## LOGISITC REGRESSION

* typically a binary classification problem - Class 1 or Class 0
* Project the group scores onto a sigmoid function that better covers both the classes than a straight line 
* Set a threshold to the best and classify into groups


### Mathematically
* We have likelihood functions for x, y and beta.
* Estimate the Beta - MLE. Select the beta value that maximizes the probability of observing data into the right class for the given vector of x points. For the given set of x values, a probability of y  in class 1 or class 0 is projected. This is the likelihood of Beta. Now we maximize this.
* The maximizing is done in two steps - Take the log likelihood, apply gradient descent. To apply the GD, we use the log loss function, that is the exact opposite of Log likelihood. We start by randomly choosing the beta value, keep iterating and arrive at the minimum error WHICH becomes the MLE of Beta
* Use learning rate to control the gradient of the Betas

In [1]:
## main function
def logistic_regression(x,y, iterations = 100, learning_rate = 0.01):
    m,n = len(x), len(x[0])
    beta_0, beta_other = initialize_params(n)
    for i in range(iterations):
        gradient_beta_0, gradient_beta_other = (compute_gradients(x,y,beta_0, beta_other,m,n, 50))
        beta_0, beta_other = update_params(beta_0, beta_other, gradient_beta_0, gradient_beta_other, learning_rate)
        return beta_0, beta_other
    
    

In [2]:
#supporting functions
# initializing the beta parameters,random start for the gradient descent
def initialize_params(dimensions):
    beta_0 = 0
    beta_other = [random.random() for i in range(dimensions)]
    return beta_0, beta_other



In [3]:
# Compute functions

def compute_gradients(x,y,beta_0, beta_other, n,m):
    gradient_beta_0 = 0
    gradient_beta_other = [0]*n
    
    for i , point in enumerate(x): # computing gradients for each data point in x
        prediction = logistic_regression(point, beta_0, beta_other) # getting the prediction for that point 
        
        for j, features in enumerate(point): # compute the gradient for that single point
            gradient_beta_other[j] += (pred - y[i])*features/m #similar to the function I wrote for Gradient at Betaj.
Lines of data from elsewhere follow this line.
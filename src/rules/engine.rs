//! Read-only query surface of a game.
//!
//! Strategies, players, and views only ever see a game through `GameView`.
//! Implementors supply the board, the side length, and the turn state; every
//! derived query (legality, captures, scores, winner) has a default built on
//! the capture resolver.
//!
//! ## Implementation Notes
//!
//! - `lattice` must describe the live board; `board` returns an owned snapshot
//! - All queries are pure: none may change what later queries return

use serde::{Deserialize, Serialize};

use super::capture::{self, Captures};
use super::turn::{Phase, TurnState};
use crate::board::{Coordinate, Lattice};
use crate::core::{Cell, Color, ColorMap, GameError, Result};

/// Result of a finished game.
#[derive(Clone, Copy, Debug, PartialEq, Eq, Hash, Serialize, Deserialize)]
pub enum Outcome {
    /// One color has strictly more discs.
    Winner(Color),
    /// Equal disc counts.
    Draw,
}

impl Outcome {
    /// Compare disc counts.
    #[must_use]
    pub fn from_scores(scores: &ColorMap<usize>) -> Self {
        let (black, white) = (scores[Color::Black], scores[Color::White]);
        match black.cmp(&white) {
            std::cmp::Ordering::Greater => Outcome::Winner(Color::Black),
            std::cmp::Ordering::Less => Outcome::Winner(Color::White),
            std::cmp::Ordering::Equal => Outcome::Draw,
        }
    }

    /// Check if a color won.
    #[must_use]
    pub fn is_winner(&self, color: Color) -> bool {
        matches!(self, Outcome::Winner(c) if *c == color)
    }
}

/// Read-only view of a game.
pub trait GameView {
    type Coord: Coordinate;

    /// Board size the game was built with.
    fn side_length(&self) -> usize;

    /// The live board.
    fn lattice(&self) -> &Lattice<Self::Coord>;

    /// Current turn bookkeeping.
    fn turn_state(&self) -> TurnState;

    // === Convenience Methods ===

    /// Owned snapshot of the board. Later moves never show up in it.
    fn board(&self) -> Lattice<Self::Coord> {
        self.lattice().clone()
    }

    /// Content of `at`, or `None` if `at` is not on the board.
    fn cell(&self, at: Self::Coord) -> Option<Cell> {
        self.lattice().get(at)
    }

    /// Color on turn. Frozen at its last value once the game is over.
    fn active_player(&self) -> Color {
        self.turn_state().active()
    }

    fn phase(&self) -> Phase {
        self.turn_state().phase()
    }

    fn is_over(&self) -> bool {
        self.turn_state().is_over()
    }

    /// Discs `player` would flip by placing at `at`.
    fn captures_for(&self, at: Self::Coord, player: Color) -> Captures<Self::Coord> {
        capture::captures(self.lattice(), at, player)
    }

    /// Discs the active player would flip by placing at `at`.
    fn captures(&self, at: Self::Coord) -> Captures<Self::Coord> {
        self.captures_for(at, self.active_player())
    }

    /// Whether the active player may place at `at`: on the board, empty, and capturing.
    fn is_legal_move(&self, at: Self::Coord) -> bool {
        capture::is_capturing(self.lattice(), at, self.active_player())
    }

    /// Every legal placement for `player`, row-major.
    fn legal_moves_for(&self, player: Color) -> Vec<Self::Coord> {
        let lattice = self.lattice();
        lattice
            .coords()
            .filter(|&at| capture::is_capturing(lattice, at, player))
            .collect()
    }

    /// Every legal placement for the active player, row-major.
    fn legal_moves(&self) -> Vec<Self::Coord> {
        self.legal_moves_for(self.active_player())
    }

    /// Whether the active player has any legal placement.
    fn legal_move_exists(&self) -> bool {
        let lattice = self.lattice();
        let player = self.active_player();
        lattice
            .coords()
            .any(|at| capture::is_capturing(lattice, at, player))
    }

    /// Number of discs of `color`. Valid in any phase.
    fn score(&self, color: Color) -> usize {
        self.lattice().discs(color)
    }

    fn scores(&self) -> ColorMap<usize> {
        ColorMap::new(|color| self.score(color))
    }

    /// Winner by disc count. Only defined once the game is over.
    fn winner(&self) -> Result<Outcome> {
        if !self.is_over() {
            return Err(GameError::GameInProgress);
        }
        Ok(Outcome::from_scores(&self.scores()))
    }
}

#[cfg(test)]
mod tests {
    use super::*;

    #[test]
    fn test_outcome_from_scores() {
        let mut scores = ColorMap::with_value(10);
        assert_eq!(Outcome::from_scores(&scores), Outcome::Draw);

        scores[Color::Black] = 11;
        assert_eq!(Outcome::from_scores(&scores), Outcome::Winner(Color::Black));

        scores[Color::White] = 12;
        assert_eq!(Outcome::from_scores(&scores), Outcome::Winner(Color::White));
    }

    #[test]
    fn test_outcome_is_winner() {
        let result = Outcome::Winner(Color::White);
        assert!(result.is_winner(Color::White));
        assert!(!result.is_winner(Color::Black));
        assert!(!Outcome::Draw.is_winner(Color::Black));
    }
}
Accumulate the data point from all data points and  normalize them by /m
            gradient_beta_0 += (pred - y[i])/m
    return gradient_beta_0, gradient_beta_other



In [5]:
#Mini - Batch gradient descent
def compute_gradients_minibatch(x,y,beta_0, beta_other, n,m, batch_size):
    gradient_beta_0 = 0
    gradient_beta_other = [0]*n
    
    for i in range(batch_size): # we pick a batch size and perform validation. Something like cross validatipn
        i = random.randint(0, m-1)
        point = x[i]
        prediction = logistic_regression(point, beta_0, beta_other) # getting the prediction for that point 
        
        for j, features in enumerate(point): # compute the gradient for that single point
            gradient_beta_other[j] += (pred - y[i])*features/m #similar to the function I wrote for Gradient at Betaj. Accumulate the data point from all data points and  normalize them by /m
            gradient_beta_0 += (pred - y[i])/m
    return gradient_beta_0, gradient_beta_other




In [4]:
# Update the paramters

def update_params(beta_0, beta_other, gradient_beta_0, gradient_beta_other, learning_rate):
    beta_0 -= gradient_beta_0 * learning_rate
    
    for i in range(len(beta_other)):
        beta_other[i] -= (gradient_beta_other[i])*learning_rate
        return beta_0, beta_other